#### [What this task involves]
From the entries below, gather every line containing the string "PartialEq".

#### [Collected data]
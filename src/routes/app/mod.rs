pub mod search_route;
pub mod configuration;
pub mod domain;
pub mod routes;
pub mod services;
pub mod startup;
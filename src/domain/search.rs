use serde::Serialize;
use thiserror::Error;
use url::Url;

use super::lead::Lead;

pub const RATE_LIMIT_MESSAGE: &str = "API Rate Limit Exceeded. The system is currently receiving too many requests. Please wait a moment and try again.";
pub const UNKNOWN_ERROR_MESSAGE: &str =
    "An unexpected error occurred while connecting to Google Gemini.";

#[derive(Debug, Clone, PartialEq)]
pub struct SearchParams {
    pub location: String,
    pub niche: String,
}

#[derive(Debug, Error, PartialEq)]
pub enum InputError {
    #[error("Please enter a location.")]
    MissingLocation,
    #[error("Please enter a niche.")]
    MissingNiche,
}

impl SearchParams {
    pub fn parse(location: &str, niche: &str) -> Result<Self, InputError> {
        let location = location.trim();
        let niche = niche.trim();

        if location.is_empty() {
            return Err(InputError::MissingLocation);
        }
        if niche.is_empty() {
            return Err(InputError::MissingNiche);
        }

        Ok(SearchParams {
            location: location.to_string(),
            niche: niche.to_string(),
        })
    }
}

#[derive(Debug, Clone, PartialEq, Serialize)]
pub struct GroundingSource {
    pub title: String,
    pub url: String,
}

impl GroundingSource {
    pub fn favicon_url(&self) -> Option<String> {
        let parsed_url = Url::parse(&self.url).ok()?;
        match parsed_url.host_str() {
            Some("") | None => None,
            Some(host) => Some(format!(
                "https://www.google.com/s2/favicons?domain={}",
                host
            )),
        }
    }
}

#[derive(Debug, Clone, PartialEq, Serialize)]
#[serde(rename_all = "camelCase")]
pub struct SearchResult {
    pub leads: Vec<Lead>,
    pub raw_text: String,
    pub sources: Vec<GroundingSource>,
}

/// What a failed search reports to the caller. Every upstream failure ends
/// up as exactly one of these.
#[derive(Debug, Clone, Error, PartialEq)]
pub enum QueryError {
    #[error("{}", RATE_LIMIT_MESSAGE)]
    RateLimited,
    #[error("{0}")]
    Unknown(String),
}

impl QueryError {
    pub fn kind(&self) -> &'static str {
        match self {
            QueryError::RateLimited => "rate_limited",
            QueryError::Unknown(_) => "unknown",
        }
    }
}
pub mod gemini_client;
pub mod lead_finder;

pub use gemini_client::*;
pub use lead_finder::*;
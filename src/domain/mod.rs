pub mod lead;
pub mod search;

#### [Solution for this task]
#[derive(Debug, Clone, PartialEq)]
#[derive(Debug, Error, PartialEq)]
#[derive(Debug, Clone, PartialEq, Serialize)]
#[derive(Debug, Clone, PartialEq, Serialize)]
#[derive(Debug, Clone, Error, PartialEq)]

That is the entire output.